If a line in the entries contains the word "accrued", list it.

RECORDS SHOWN –
• • • • • • •
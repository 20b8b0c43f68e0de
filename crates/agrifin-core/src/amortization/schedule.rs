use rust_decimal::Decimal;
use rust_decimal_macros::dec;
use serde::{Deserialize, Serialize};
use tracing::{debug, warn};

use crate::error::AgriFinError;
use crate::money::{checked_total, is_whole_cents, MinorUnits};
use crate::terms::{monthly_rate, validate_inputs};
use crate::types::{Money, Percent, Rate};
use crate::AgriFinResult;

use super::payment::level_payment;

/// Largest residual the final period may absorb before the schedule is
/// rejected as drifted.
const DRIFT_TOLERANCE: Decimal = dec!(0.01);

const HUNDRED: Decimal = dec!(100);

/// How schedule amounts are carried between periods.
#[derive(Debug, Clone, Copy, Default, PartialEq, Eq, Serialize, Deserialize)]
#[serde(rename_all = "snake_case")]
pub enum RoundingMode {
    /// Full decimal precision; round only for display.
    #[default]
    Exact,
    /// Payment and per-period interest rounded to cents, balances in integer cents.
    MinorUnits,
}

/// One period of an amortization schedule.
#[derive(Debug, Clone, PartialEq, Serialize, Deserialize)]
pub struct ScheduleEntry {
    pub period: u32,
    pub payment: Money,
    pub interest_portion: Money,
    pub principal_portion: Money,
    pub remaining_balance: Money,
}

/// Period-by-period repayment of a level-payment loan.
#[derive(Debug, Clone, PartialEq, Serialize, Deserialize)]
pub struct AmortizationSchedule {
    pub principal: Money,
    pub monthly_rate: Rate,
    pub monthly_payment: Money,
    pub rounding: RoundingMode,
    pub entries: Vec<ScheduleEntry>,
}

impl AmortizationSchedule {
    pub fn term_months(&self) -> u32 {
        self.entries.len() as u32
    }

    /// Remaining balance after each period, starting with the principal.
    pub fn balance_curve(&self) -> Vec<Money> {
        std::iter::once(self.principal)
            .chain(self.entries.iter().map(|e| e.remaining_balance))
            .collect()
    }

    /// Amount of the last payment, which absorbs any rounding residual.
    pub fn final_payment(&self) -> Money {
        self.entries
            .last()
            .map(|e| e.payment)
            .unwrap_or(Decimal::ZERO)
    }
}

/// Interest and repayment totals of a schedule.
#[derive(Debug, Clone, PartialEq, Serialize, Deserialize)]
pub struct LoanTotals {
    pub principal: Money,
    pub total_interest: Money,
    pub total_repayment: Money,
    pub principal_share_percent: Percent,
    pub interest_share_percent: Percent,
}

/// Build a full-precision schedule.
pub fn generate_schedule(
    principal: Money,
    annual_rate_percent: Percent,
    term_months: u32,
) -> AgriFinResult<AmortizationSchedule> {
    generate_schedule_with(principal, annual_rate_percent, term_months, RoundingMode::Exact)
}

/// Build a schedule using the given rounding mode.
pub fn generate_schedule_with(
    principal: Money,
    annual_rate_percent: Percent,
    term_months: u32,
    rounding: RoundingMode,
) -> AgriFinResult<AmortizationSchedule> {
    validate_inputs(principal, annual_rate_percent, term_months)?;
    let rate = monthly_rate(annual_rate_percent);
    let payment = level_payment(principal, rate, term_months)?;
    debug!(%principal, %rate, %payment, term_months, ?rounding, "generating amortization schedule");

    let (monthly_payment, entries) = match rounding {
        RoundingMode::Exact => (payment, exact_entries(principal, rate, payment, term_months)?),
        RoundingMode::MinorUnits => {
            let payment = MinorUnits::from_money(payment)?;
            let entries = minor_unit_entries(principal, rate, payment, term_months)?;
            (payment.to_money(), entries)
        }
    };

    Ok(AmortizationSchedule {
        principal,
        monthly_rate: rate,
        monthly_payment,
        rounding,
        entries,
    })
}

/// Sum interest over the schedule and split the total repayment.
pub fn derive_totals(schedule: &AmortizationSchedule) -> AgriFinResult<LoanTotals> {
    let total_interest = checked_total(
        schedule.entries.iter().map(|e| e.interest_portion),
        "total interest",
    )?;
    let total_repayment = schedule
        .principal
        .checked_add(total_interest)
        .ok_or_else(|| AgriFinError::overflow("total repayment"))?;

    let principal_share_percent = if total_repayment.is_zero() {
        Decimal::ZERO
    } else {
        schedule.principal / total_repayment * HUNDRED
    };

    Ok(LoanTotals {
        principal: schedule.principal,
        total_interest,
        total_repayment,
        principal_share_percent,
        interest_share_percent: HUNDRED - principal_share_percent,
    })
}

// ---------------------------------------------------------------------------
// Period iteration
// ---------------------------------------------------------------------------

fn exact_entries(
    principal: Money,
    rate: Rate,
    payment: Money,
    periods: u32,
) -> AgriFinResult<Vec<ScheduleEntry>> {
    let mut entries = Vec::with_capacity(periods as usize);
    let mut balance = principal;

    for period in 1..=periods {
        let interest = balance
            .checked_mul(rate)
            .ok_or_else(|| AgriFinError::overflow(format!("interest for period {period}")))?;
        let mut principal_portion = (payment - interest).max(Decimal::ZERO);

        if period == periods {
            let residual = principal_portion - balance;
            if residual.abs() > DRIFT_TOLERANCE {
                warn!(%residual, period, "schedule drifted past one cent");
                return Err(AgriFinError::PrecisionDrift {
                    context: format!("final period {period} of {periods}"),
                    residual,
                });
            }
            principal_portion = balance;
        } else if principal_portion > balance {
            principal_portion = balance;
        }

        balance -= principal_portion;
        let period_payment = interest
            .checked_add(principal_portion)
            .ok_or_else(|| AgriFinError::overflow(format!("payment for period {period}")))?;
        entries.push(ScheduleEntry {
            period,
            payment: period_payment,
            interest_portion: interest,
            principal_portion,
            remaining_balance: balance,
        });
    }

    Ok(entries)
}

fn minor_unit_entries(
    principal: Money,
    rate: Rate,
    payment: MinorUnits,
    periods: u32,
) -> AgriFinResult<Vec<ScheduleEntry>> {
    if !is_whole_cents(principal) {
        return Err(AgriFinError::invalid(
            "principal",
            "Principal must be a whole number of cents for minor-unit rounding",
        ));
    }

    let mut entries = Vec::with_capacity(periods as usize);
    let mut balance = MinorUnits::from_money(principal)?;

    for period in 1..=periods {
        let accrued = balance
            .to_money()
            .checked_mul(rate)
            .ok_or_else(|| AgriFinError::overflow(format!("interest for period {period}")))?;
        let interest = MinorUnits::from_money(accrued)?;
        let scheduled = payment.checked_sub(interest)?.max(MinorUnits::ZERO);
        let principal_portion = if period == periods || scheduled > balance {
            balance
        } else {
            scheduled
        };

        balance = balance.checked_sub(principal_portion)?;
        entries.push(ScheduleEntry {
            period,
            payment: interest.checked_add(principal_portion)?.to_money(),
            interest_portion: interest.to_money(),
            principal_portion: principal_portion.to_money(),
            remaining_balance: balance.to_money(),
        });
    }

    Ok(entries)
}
• • • • • • •
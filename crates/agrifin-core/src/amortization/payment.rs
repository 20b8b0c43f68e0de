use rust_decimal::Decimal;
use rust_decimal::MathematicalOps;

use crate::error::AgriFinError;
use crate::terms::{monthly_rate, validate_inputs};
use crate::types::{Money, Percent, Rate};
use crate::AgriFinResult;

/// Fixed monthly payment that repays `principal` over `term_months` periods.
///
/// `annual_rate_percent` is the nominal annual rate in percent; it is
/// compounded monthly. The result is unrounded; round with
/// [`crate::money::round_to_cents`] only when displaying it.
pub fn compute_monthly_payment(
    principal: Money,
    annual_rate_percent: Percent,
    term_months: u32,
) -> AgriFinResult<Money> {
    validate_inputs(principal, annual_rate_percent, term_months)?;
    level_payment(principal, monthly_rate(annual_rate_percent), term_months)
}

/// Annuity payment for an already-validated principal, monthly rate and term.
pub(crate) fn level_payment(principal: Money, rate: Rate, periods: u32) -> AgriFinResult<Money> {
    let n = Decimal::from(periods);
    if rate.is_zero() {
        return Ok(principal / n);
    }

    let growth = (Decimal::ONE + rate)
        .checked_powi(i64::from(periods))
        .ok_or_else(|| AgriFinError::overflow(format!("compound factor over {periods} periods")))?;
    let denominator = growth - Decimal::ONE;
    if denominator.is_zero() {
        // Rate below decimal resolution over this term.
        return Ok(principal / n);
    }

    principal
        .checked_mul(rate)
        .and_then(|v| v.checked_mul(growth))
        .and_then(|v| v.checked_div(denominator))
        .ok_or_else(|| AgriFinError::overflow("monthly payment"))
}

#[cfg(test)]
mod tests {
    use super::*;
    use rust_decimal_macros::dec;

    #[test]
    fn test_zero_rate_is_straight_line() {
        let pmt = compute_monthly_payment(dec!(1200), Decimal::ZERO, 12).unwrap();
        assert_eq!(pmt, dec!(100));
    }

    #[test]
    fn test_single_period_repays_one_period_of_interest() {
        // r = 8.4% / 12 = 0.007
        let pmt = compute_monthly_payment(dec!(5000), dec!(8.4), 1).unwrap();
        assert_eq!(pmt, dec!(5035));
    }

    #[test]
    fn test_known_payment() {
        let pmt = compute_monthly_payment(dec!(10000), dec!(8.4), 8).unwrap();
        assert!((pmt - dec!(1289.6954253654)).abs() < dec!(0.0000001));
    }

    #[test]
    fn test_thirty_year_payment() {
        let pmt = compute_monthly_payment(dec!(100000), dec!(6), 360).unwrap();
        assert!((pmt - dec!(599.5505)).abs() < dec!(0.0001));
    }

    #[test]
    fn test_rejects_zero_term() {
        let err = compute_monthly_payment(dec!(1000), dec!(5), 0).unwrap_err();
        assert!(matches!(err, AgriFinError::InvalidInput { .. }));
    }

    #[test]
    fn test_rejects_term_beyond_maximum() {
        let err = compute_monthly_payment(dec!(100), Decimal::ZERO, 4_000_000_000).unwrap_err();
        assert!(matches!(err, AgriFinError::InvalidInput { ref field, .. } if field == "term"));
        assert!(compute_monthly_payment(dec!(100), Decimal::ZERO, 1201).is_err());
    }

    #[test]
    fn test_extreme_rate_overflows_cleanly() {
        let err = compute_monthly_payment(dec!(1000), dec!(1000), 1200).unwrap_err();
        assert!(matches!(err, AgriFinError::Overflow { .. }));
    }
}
• • • • • • •
OUTPUT FOR THIS TASK –
        let accrued = balance
        let interest = MinorUnits::from_money(accrued)?;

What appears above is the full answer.